Comparing the performance of Intel's cmov instruction with a conditional branch + mov pair.

Suppose you want to write the following code inside a performance critical loop:

    if(cond) {
        foo = bar;
    }

where foo is a local variable (of some simple type, like int), and bar is either a local variable, or a simple memory location (such as A[i]). Such a code is likely to be found for example in a Kadane's algorithm implementation.

There are two standard ways for an x86-64 compiler to translate this conditional into Intel assembly, namely a cmov instruction, or a conditional branch paired with a regular mov.

To make this example more concrete I will focus on this particular code:

    int j;
    int res = 0;
    for(j = 0; j < n; ++j) {
        if(A[j]) {
            res = j;
        }
    }

GCC version 4.8.2 emits the following code for the if at -O3 (gas' assembly notation):

    movl    (%rdi,%rcx,4), %r9d
    testl   %r9d, %r9d
    cmovne  %ecx, %eax

Clearly the compiler stores the location of A in %rdi, the value of j in %rcx (%ecx), and res in %rax (%eax).
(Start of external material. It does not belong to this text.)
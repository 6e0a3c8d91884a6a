use anyhow::Result;

fn main() -> Result<()> {
    memoria_explorer::cli::run()
}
We may however ask it to forget about the cmov instruction by using the following command line parameters in addition to -O3: -fno-tree-loop-if-convert -fno-tree-loop-if-convert-stores -fno-if-conversion -fno-if-conversion2. Then we will obtain the following assembly:

    movl    (%rdi,%rcx,4), %r9d
    testl   %r9d, %r9d
    je  .L4
    movl    %ecx, %eax
.L4:

To make this example more interesting let's feed the compiler with more data. GCC (and others probably too) implements a mechanism allowing the programmer to specify that a condition will likely/unlikely be true during the runtime. In our case it would look like this (assuming that we are expecting A[j] to be generally false):

    int j;
    int res = 0;
    for(j = 0; j < n; ++j) {
        if(__builtin_expect(A[j], 0)) {
            res = j;
        }
    }

The corresponding GCC output:

    movl    (%rdi,%rcx,4), %r9d
    testl   %r9d, %r9d
    jne .L20
.L14:
    /* Other code */
.L20:
    movl    %ecx, %eax
    jmp .L14

We are of course free to put 1 in the place of 0 whenever we expect A[j] to be true most of the time:

    int j;
    int res = 0;
    for(j = 0; j < n; ++j) {
        if(__builtin_expect(A[j], 1)) {
            res = j;
        }
    }

And the corresponding GCC output (note the speculative movl execution!):

    movl    %eax, %r8d
    movl    (%rdi,%rcx,4), %r10d
    movl    %ecx, %eax
    testl   %r10d, %r10d
    je  .L29
.L24:
    /* Other code */
.L29:
    movl    %r8d, %eax
    jmp .L24

This way we obtain four versions of the program which I will call cmov, branch, branch_0 and branch_1. One might ask why there is no cmov_0 and no cmov_1, but it is due to the fact that in cmov's case the compiler ignored the likely/unlikely hints.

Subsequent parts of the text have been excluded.